A little piece of our pond...
the sun dial is sitting on a old wroth iron pole lamp
that we picked up curb side...we turned it upside down
banged it into the ground, the feet were then upside down
which was perfect for holding the sundial. 

The stone bird bath...has ground cover in it -- it comes 
back every year...we drilled holes in the bottom for the
water to drain out. There is a solar butterfly in the center
that sometimes moves like a real butterfly and sometimes
moves in a circle.

The garden fairy was a gift from a friend, and the frog statuary
is something the head guy around here picked out and 
calls it, "you and me."


----------



## Two Knots (Nov 12, 2011)

I took this one today as well...our outdoor living and dining room.
I apologies to all that are sick of seeing these photos. 

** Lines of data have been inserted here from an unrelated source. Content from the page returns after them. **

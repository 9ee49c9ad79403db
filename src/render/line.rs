//! Single-line JSON records.

use serde_json::{Map, Value};

use super::{Event, RenderError};

pub(super) fn render(event: &Event) -> Result<Vec<u8>, RenderError> {
    let meta = serde_json::to_value(&event.meta)?;

    let mut record = Map::new();
    record.insert(
        "type".to_string(),
        Value::String(event.event_type.as_str().to_string()),
    );
    record.insert("meta".to_string(), meta);
    record.insert("payload".to_string(), event.payload.to_value());
    if let Some(error) = &event.error {
        record.insert("error".to_string(), Value::String(error.clone()));
    }

    let mut out = serde_json::to_vec(&Value::Object(record))?;
    out.push(b'\n');
    Ok(out)
}
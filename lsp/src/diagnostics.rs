//! Per-file diagnostics published by one language server, and the waiter
//! used to block until the next publish for a file.

use std::collections::HashMap;
use std::path::{Path, PathBuf};
use std::time::Duration;

use tokio::sync::broadcast;

use crate::types::{Diagnostic, DiagnosticsSnapshot};

#[derive(Debug, Default)]
pub(crate) struct DiagnosticsStore {
    data: HashMap<PathBuf, Vec<Diagnostic>>,
}

impl DiagnosticsStore {
    pub fn new() -> Self {
        Self::default()
    }

    /// Replace the list for `path`. Returns whether the path already had an
    /// entry (an empty publish still counts as an entry).
    pub fn replace(&mut self, path: PathBuf, items: Vec<Diagnostic>) -> bool {
        self.data.insert(path, items).is_some()
    }

    pub fn clear(&mut self, path: &Path) {
        self.data.remove(path);
    }

    pub fn get(&self, path: &Path) -> Option<&[Diagnostic]> {
        self.data.get(path).map(Vec::as_slice)
    }

    pub fn to_map(&self) -> HashMap<PathBuf, Vec<Diagnostic>> {
        self.data.clone()
    }

    pub fn snapshot(&self) -> DiagnosticsSnapshot {
        DiagnosticsSnapshot::new(
            self.data
                .iter()
                .map(|(path, items)| (path.clone(), items.clone()))
                .collect(),
        )
    }
}

/// Receives the paths of diagnostics publishes from one client.
///
/// Subscribe before opening the file so a fast publish is not missed.
#[derive(Debug)]
pub struct DiagnosticsWaiter {
    rx: broadcast::Receiver<PathBuf>,
}

impl DiagnosticsWaiter {
    pub(crate) fn new(rx: broadcast::Receiver<PathBuf>) -> Self {
        Self { rx }
    }

    /// Wait for the next publish for exactly `path`.
    ///
    /// Returns `false` on timeout or when the client went away; neither is an
    /// error for callers.
    pub async fn wait(mut self, path: &Path, timeout: Duration) -> bool {
        let wait = async {
            loop {
                match self.rx.recv().await {
                    Ok(published) if published == path => return true,
                    Ok(_) => {}
                    Err(broadcast::error::RecvError::Lagged(skipped)) => {
                        tracing::trace!("Diagnostics waiter skipped {skipped} publishes");
                    }
                    Err(broadcast::error::RecvError::Closed) => return false,
                }
            }
        };
        tokio::time::timeout(timeout, wait).await.unwrap_or(false)
    }
}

We also feed the birds in an artistic manner.


----------



## user1007 (Sep 23, 2009)

Two knots, a friend's father raises Koi. You got some nice fish there and ordinarily I don't like too much ornamentation but that louvered structure of yours is nice. I am also intriqued by your patio covering. Is that sailcloth or something and can you move it?

I am trying not be so opinionated since I got cornered but there is, just as inside the house, a difference between landscape/garden design and decoration. I practiced landscape design on several levels for many years and most of my clients were interior designers or architects or they referred me to their clients. Not because I was snobbish or expensive but because I had unique specialities like early use of drip irrigation, design and construction of landscape structure capability, some experience with city gardens. And I could draw and read architectural prints. 

I tried working with interior decorators once or twice but it did not work out so well. Same when I started color consulting. Nothing against them. Just background and training missing to have the same discussions, look over detail drawings and all. 

So I do not know. Most lawn ornaments scare me. Especially so those that perform bodily functions when you hook a hose to them. They sell at the few, gigantic Christmas craft shows I have been forced to at times so there must be a market. 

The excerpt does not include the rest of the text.